Watt, Kerrigan share mutual respect

Purdue's Ryan Kerrigan and Wisconsin's J.J. Watt haven't formally met, but the two star defensive ends have admired each other from afar.

Wisconsin had a bye last Saturday, so Watt spent time scouting Purdue, the Badgers' next opponent, in its game against Illinois. Although Watt paid extra attention to the Boilers' offense, he made sure to study Kerrigan, who recorded two tackles for loss and a sack.

Watt even gave a shout-out to Kerrigan on his Twitter page (@JJWatt99) during the game.

"He flies around," Watt said. "He has some great pass-rush moves, he's a speed guy but he also has some strength to him, as you saw on that sack -- it was a power move. He's one you watch on every play. You can't say that about too many defensive linemen."

The label also applies to Watt, according to Kerrigan. The Purdue senior has seen a lot of Watt this season and has come away "very impressed."

"He's so big, 290 pounds and 6-foot-6, and you can move him anywhere on the defensive line," Kerrigan said. "He's athletic enough to play on the edge but big enough to play inside, so his versatility is what has really stood out to me. Also, he always seems to come up with a big play at big times. I was watching him play Iowa and he got that sack late in the game -- it was a huge play."

Both players have made their share this season. Kerrigan leads the nation in tackles for loss with 18.5 and leads the Big Ten in sacks with 7.5 to go along with three forced fumbles and a fumble recovery. Watt is second in the league with 13.5 tackles for loss and tied for fourth with five sacks to go along with two blocked kicks, six pass deflections and five quarterback hurries.

The two D-ends are the front-runners for Big Ten Defensive Player of the Year, and they'll be on the same field Saturday at Purdue's Ross-Ade Stadium.

"It's kind of like we're facing each other almost because we both need to have success in order for our defenses to have success," Kerrigan said.

Watt also is aware of the "matchup" with Kerrigan but points out that they won't be on the field at the same time and will be facing two very different offensive schemes.

"People say it's J.J. Watt vs. Ryan Kerrigan," Watt said, "when in reality, neither of us will be blocking each other."

Now there's an idea. Imagine that.

Watt spends most of his time in the film room focusing on opposing offenses, but the Big Ten season provides him a resource to study several of the nation's elite defensive linemen, including Kerrigan, Iowa's Adrian Clayborn, Ohio State's Cameron Heyward and Illinois' Corey Liuget. The Badgers junior began his college career as a tight end at Central Michigan, and he has been a full-time defensive end for less than three seasons.

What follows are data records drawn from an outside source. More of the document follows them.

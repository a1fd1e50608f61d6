//! Search-term aggregation across the four lookup strategies.
//!
//! [`SearchAggregator::search_sequential`] runs on the caller's task and degrades per strategy;
//! [`SearchAggregator::search_concurrent`] fans out on a [`WorkerPool`] and fails as a whole.

pub mod aggregator;
pub mod error;
pub mod pool;


pub use aggregator::{PoolSettings, SearchAggregator, SearchQuery, search_concurrent, search_sequential};
pub use error::{PoolError, PoolResult, SearchError, SearchResult};
pub use pool::{ShutdownOutcome, TaskHandle, WorkerPool};
//! Cache payload codec.
//!
//! Cache values are opaque strings to the backend; this module owns their format (a JSON array
//! of [`RestaurantView`]).

use thiserror::Error;

use crate::model::RestaurantView;

#[derive(Debug, Error)]
pub enum PayloadError {
    #[error("failed to encode cache payload: {0}")]
    Encode(#[source] serde_json::Error),

    #[error("failed to decode cache payload: {0}")]
    Decode(#[source] serde_json::Error),
}

pub type PayloadResult<T> = Result<T, PayloadError>;

pub struct PayloadEncoder;

impl PayloadEncoder {
    pub fn encode(views: &[RestaurantView]) -> PayloadResult<String> {
        serde_json::to_string(views).map_err(PayloadError::Encode)
    }
}

pub struct PayloadDecoder;

impl PayloadDecoder {
    pub fn decode(input: &str) -> PayloadResult<Vec<RestaurantView>> {
        serde_json::from_str(input).map_err(PayloadError::Decode)
    }
}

"I can pick up speed moves from Kerrigan, I can pick up some great power moves from Clayborn and I can pick up some inside stuff from Heyward and Liuget," Watt said. "Those guys are ahead of me in knowing the position and mastering the position. There's a ton of great talent to watch out there and a ton of great moves I can pick up."

Not surprisingly, Kerrigan studies the same group of players.

"It's cool to watch Watt and Clayborn and Heyward and Liuget," he said. "You can take what they do and apply it to your own game."

Both Watt and Kerrigan have plenty at stake Saturday. Wisconsin is one of four one-loss teams in the Big Ten and can boost its Rose Bowl hopes. Purdue needs two wins to become bowl eligible for the first time since Kerrigan was a freshman in 2007.

Saturday also marks the final time Watt and Kerrigan will match up, at least at the college level. Kerrigan should be a first-round pick in April's NFL draft -- "I don't know how a team could pass him up with his speed and his strength combination," Watt said -- and Watt also projects extremely well to the next level.

"Hopefully I can find him after the game and congratulate him on a good game," Watt said. "And hopefully, going forward, I can talk to him a little bit and learn some tips because I'm obviously a big fan of his."